» Problem requirements:
Retype exactly the lines from the one holding "let (orig_w, orig_h) = img.dimensions();" through the final line of the data, both included.
___ Records provided
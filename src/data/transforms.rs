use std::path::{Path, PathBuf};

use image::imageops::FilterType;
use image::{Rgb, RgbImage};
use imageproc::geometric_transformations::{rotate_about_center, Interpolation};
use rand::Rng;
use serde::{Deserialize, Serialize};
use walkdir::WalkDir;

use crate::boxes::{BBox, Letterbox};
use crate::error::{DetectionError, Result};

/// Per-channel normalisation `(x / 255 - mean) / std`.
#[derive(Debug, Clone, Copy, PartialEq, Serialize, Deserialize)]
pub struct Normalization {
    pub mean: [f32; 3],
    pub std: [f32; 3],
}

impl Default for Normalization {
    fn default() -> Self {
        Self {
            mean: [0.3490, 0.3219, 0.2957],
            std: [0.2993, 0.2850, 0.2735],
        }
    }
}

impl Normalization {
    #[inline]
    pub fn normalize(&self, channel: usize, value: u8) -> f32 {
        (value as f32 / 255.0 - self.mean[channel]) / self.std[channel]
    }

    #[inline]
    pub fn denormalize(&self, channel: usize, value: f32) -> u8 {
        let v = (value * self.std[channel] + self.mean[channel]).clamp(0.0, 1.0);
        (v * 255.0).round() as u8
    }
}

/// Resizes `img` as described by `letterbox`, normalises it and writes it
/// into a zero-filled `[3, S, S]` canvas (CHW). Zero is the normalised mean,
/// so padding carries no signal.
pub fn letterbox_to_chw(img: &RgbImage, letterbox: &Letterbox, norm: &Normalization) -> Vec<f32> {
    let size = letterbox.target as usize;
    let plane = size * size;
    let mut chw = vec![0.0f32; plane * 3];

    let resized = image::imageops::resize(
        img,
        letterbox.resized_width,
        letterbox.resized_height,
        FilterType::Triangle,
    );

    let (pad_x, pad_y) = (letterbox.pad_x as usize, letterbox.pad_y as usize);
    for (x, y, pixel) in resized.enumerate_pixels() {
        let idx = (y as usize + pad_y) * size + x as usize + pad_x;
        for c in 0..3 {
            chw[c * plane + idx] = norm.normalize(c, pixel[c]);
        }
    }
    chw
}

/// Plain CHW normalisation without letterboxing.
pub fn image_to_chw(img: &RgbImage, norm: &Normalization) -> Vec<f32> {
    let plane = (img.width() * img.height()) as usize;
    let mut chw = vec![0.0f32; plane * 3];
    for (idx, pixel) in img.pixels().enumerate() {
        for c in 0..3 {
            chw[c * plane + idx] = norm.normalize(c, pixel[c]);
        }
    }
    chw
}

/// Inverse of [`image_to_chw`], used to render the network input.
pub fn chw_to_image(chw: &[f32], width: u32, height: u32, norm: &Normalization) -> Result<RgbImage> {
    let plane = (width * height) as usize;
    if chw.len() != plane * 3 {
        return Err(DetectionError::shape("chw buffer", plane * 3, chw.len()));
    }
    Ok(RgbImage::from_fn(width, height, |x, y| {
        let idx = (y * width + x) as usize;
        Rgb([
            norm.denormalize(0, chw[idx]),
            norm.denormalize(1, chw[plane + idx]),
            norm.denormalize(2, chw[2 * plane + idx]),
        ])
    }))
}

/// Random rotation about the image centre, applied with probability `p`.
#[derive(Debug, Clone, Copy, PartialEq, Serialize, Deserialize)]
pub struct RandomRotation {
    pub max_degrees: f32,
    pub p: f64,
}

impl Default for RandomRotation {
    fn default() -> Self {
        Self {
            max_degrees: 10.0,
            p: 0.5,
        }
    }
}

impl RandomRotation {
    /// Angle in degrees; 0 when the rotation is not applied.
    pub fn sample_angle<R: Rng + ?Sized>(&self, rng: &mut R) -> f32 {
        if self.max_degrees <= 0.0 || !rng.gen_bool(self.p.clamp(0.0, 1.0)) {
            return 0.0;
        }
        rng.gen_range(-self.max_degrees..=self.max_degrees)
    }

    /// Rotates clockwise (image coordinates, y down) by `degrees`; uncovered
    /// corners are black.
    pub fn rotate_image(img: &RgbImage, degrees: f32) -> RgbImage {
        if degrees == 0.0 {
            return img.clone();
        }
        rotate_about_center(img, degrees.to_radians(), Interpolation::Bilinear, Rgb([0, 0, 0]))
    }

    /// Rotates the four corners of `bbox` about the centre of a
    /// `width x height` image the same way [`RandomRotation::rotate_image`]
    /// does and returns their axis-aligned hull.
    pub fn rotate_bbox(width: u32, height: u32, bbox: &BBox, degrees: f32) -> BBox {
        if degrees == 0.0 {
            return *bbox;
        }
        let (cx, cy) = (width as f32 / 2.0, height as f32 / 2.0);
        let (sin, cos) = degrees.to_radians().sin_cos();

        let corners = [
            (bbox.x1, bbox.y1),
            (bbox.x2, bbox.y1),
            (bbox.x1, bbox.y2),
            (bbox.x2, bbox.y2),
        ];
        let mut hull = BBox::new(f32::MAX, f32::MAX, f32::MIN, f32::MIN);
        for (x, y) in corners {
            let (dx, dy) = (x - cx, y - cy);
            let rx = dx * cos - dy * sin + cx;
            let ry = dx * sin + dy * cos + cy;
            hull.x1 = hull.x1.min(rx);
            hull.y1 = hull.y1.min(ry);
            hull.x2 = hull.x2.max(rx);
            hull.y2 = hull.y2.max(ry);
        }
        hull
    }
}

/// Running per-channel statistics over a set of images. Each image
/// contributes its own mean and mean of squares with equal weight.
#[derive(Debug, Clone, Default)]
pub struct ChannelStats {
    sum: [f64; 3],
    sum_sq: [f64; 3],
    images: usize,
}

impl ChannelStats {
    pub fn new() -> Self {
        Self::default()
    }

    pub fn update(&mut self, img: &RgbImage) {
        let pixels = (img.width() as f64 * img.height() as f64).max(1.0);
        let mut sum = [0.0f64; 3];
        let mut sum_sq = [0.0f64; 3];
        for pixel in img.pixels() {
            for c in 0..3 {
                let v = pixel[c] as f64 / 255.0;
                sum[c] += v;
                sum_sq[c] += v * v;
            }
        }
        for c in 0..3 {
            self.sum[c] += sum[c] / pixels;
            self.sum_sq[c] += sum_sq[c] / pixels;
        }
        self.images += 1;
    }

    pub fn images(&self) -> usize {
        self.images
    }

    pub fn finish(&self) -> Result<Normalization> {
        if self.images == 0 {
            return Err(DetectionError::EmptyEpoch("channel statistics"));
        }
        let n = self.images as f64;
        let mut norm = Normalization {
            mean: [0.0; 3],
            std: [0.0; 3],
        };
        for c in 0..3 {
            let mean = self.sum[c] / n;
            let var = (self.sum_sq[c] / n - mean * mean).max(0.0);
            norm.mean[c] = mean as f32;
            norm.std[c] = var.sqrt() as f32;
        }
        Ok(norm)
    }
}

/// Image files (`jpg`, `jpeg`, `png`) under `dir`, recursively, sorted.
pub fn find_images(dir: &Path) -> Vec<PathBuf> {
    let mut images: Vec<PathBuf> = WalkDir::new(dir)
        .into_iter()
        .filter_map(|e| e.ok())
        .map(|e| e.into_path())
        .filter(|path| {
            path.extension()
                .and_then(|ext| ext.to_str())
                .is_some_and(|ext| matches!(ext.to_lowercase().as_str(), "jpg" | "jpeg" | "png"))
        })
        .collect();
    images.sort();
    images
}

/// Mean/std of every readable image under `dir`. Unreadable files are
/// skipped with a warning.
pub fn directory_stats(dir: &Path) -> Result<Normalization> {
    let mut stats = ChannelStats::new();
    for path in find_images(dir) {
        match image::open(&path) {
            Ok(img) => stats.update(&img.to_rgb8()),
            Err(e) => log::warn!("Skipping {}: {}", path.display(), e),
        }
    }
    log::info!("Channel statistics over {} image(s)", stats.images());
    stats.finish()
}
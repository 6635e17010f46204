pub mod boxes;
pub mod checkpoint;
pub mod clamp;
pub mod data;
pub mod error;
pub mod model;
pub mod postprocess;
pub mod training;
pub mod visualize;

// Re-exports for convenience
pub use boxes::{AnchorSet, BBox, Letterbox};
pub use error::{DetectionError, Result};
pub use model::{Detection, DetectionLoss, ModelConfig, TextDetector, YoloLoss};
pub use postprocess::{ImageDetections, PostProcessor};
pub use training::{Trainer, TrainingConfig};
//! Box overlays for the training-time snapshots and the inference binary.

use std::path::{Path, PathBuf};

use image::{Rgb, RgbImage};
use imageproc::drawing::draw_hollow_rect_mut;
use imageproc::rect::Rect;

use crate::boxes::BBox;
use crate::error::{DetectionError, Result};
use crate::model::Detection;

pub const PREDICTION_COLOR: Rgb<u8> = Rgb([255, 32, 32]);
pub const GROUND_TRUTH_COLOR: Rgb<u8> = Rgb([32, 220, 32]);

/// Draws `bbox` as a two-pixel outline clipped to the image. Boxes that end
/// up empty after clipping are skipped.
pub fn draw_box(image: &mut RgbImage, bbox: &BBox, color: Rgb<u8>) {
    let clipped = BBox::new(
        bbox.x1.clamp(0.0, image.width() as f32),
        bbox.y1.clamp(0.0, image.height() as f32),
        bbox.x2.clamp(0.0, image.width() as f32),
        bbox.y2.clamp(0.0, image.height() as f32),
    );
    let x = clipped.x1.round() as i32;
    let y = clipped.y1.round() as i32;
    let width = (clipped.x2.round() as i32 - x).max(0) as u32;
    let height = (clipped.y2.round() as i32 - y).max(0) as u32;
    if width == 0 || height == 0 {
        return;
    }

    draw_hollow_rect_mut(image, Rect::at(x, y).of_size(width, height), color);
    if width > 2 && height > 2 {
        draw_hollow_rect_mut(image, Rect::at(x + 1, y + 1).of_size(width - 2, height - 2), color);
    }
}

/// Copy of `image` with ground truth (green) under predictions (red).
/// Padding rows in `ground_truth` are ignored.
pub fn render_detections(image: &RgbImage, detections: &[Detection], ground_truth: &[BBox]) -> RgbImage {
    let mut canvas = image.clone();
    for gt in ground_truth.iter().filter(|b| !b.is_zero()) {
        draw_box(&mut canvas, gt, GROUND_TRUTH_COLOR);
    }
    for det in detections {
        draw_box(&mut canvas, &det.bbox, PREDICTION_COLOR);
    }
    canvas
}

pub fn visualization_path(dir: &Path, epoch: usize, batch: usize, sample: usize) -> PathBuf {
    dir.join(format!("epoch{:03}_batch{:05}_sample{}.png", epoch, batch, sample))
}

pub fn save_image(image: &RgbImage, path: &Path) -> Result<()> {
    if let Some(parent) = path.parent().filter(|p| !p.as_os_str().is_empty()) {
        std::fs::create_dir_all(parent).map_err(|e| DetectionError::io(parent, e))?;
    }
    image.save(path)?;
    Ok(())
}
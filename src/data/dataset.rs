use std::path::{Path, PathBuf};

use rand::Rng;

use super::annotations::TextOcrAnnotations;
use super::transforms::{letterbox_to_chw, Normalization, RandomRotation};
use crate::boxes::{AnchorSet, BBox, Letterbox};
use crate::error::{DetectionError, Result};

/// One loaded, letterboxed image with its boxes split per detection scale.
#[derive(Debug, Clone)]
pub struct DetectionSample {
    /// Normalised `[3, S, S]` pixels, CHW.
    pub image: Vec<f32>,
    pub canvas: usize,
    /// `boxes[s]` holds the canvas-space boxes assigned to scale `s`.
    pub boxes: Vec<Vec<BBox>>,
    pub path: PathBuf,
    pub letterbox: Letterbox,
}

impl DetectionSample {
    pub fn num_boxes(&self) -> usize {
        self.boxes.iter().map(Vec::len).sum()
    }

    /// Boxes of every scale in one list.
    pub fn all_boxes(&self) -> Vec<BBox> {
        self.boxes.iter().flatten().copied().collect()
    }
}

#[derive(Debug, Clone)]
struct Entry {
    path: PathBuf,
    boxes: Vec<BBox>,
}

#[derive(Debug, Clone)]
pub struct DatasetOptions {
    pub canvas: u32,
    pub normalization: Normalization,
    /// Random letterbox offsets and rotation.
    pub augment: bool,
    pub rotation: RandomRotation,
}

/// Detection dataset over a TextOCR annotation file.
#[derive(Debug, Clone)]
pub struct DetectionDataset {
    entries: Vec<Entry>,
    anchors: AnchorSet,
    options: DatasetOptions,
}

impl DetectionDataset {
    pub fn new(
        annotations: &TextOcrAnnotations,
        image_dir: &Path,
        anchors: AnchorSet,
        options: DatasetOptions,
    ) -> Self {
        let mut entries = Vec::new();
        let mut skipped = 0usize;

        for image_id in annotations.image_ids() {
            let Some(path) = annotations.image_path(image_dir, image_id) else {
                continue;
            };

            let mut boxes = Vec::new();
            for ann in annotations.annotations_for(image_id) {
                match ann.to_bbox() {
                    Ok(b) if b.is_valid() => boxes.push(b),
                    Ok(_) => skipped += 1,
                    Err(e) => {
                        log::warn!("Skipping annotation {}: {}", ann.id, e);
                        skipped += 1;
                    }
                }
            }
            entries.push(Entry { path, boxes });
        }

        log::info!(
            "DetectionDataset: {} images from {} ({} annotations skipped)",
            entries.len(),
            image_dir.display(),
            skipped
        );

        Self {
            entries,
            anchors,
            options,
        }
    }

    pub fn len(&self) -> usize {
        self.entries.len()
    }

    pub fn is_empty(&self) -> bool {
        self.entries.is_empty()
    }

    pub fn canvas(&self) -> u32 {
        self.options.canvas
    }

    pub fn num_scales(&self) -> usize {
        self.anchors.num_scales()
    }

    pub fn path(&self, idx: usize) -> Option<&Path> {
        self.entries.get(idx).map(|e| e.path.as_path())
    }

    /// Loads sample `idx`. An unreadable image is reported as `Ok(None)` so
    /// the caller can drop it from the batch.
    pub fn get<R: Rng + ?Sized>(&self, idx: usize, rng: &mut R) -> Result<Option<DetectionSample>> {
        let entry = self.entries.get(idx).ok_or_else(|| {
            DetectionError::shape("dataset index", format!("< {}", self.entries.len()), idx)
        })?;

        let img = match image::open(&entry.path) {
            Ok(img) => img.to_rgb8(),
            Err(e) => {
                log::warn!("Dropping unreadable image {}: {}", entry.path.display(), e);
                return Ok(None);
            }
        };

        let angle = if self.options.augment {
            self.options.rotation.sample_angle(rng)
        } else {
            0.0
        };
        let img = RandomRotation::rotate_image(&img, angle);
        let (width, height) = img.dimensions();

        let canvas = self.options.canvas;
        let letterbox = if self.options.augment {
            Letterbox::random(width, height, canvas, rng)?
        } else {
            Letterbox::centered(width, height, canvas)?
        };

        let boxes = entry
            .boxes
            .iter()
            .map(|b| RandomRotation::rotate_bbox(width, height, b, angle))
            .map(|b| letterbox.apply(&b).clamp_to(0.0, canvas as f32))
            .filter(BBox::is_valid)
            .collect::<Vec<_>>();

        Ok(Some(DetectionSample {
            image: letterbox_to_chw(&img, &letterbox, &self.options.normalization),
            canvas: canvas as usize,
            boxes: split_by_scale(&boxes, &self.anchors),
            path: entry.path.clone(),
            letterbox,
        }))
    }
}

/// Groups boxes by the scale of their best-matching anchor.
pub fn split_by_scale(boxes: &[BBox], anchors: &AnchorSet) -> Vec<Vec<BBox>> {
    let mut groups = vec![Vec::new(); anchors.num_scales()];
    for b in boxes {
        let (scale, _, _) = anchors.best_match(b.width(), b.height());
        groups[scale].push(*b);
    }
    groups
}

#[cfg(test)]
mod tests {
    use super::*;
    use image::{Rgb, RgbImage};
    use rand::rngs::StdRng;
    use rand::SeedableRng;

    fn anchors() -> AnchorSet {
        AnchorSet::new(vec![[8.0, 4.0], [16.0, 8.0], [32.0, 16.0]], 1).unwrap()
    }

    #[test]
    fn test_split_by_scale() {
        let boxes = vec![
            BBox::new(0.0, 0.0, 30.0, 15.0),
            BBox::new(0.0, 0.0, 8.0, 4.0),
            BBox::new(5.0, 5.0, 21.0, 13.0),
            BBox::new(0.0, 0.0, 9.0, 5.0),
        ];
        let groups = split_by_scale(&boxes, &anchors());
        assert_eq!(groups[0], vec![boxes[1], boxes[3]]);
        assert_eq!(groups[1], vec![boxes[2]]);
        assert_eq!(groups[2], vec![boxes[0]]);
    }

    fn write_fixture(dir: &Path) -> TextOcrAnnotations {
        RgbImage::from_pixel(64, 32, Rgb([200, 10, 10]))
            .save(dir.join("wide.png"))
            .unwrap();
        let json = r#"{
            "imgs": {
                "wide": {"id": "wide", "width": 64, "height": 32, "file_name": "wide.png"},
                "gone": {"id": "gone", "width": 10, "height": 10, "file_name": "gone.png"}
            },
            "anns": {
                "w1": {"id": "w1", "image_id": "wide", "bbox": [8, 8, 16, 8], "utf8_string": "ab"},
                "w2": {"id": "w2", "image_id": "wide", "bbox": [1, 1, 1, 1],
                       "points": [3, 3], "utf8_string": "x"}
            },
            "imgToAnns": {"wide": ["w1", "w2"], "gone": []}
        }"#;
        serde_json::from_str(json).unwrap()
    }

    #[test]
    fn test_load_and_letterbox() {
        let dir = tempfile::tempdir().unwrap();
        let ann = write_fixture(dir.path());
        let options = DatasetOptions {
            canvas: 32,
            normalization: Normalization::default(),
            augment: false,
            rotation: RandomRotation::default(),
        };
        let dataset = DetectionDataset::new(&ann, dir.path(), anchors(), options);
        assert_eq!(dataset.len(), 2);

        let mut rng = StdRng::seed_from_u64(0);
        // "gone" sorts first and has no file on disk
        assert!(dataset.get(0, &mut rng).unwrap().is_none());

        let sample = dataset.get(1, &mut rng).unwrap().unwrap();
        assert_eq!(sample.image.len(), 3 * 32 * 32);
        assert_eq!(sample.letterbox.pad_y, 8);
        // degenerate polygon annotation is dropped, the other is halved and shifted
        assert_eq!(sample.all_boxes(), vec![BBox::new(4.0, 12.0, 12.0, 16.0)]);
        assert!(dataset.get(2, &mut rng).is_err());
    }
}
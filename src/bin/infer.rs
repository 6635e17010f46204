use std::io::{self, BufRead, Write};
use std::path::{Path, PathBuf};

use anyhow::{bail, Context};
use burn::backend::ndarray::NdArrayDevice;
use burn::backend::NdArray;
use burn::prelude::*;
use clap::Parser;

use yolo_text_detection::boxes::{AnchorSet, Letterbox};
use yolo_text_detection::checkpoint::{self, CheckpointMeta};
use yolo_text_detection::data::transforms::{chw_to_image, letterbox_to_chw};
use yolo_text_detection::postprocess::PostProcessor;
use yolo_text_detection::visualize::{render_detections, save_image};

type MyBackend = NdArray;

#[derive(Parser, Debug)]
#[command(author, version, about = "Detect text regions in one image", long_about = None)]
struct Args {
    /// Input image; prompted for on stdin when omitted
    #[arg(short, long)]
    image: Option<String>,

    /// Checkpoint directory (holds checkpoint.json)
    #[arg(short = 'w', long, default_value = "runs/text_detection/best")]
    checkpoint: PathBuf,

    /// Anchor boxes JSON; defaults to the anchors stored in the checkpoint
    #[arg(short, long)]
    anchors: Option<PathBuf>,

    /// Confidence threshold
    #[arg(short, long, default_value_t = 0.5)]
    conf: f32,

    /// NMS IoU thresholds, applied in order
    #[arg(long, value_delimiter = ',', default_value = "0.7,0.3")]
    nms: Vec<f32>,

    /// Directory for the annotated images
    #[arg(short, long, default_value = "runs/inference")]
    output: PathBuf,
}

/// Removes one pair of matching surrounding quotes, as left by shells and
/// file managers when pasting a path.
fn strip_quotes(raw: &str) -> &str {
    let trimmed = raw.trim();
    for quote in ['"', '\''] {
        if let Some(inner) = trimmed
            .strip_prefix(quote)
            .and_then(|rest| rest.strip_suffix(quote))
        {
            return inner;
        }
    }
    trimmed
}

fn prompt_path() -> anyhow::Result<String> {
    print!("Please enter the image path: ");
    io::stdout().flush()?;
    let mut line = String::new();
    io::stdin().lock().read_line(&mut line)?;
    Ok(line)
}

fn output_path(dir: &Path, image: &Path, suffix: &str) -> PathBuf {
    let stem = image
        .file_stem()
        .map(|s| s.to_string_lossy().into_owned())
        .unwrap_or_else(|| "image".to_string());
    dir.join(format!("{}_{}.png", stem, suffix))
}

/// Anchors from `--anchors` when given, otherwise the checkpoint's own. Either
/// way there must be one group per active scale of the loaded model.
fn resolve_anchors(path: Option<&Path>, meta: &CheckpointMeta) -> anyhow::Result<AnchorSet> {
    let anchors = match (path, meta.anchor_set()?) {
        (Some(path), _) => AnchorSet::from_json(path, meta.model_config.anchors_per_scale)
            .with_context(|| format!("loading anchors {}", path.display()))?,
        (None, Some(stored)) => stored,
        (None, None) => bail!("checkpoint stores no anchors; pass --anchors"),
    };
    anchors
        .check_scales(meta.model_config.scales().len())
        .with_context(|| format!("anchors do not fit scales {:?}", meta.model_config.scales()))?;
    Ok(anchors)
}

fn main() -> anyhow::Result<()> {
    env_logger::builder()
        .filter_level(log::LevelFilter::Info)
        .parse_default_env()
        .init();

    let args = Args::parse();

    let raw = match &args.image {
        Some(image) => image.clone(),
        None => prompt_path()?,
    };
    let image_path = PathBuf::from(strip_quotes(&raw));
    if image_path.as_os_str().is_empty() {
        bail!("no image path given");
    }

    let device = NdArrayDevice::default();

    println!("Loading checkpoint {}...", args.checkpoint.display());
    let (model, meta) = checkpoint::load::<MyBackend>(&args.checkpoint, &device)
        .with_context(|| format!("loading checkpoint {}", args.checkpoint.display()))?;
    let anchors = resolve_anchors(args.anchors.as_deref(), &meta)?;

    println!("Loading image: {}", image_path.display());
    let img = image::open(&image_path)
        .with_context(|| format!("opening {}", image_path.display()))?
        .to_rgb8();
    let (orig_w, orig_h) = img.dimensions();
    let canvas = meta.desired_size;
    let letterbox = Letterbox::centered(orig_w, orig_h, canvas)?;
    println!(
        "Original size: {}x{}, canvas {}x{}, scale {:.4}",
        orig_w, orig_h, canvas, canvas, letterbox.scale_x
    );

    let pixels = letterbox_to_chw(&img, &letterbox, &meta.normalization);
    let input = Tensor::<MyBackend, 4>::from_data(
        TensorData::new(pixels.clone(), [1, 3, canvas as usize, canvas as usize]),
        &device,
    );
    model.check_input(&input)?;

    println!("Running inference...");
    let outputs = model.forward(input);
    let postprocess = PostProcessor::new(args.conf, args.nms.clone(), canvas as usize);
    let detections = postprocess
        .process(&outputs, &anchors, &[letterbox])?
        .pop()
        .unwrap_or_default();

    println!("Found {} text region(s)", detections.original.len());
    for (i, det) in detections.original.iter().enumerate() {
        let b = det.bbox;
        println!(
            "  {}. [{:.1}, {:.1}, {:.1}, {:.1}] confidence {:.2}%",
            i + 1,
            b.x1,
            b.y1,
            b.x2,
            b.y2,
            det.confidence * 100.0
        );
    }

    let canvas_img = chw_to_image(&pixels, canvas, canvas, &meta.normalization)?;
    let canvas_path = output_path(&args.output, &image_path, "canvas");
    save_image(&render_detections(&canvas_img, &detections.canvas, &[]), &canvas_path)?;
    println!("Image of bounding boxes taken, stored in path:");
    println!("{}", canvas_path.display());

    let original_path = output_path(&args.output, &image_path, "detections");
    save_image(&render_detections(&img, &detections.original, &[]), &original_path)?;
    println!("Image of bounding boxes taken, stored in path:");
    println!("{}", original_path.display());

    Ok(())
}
______
» Response to the exercise:
    let (orig_w, orig_h) = img.dimensions();
    let canvas = meta.desired_size;
    let letterbox = Letterbox::centered(orig_w, orig_h, canvas)?;
    println!(
        "Original size: {}x{}, canvas {}x{}, scale {:.4}",
        orig_w, orig_h, canvas, canvas, letterbox.scale_x
    );

    let pixels = letterbox_to_chw(&img, &letterbox, &meta.normalization);
    let input = Tensor::<MyBackend, 4>::from_data(
        TensorData::new(pixels.clone(), [1, 3, canvas as usize, canvas as usize]),
        &device,
    );
    model.check_input(&input)?;

    println!("Running inference...");
    let outputs = model.forward(input);
    let postprocess = PostProcessor::new(args.conf, args.nms.clone(), canvas as usize);
    let detections = postprocess
        .process(&outputs, &anchors, &[letterbox])?
        .pop()
        .unwrap_or_default();

    println!("Found {} text region(s)", detections.original.len());
    for (i, det) in detections.original.iter().enumerate() {
        let b = det.bbox;
        println!(
            "  {}. [{:.1}, {:.1}, {:.1}, {:.1}] confidence {:.2}%",
            i + 1,
            b.x1,
            b.y1,
            b.x2,
            b.y2,
            det.confidence * 100.0
        );
    }

    let canvas_img = chw_to_image(&pixels, canvas, canvas, &meta.normalization)?;
    let canvas_path = output_path(&args.output, &image_path, "canvas");
    save_image(&render_detections(&canvas_img, &detections.canvas, &[]), &canvas_path)?;
    println!("Image of bounding boxes taken, stored in path:");
    println!("{}", canvas_path.display());

    let original_path = output_path(&args.output, &image_path, "detections");
    save_image(&render_detections(&img, &detections.original, &[]), &original_path)?;
    println!("Image of bounding boxes taken, stored in path:");
    println!("{}", original_path.display());

    Ok(())
}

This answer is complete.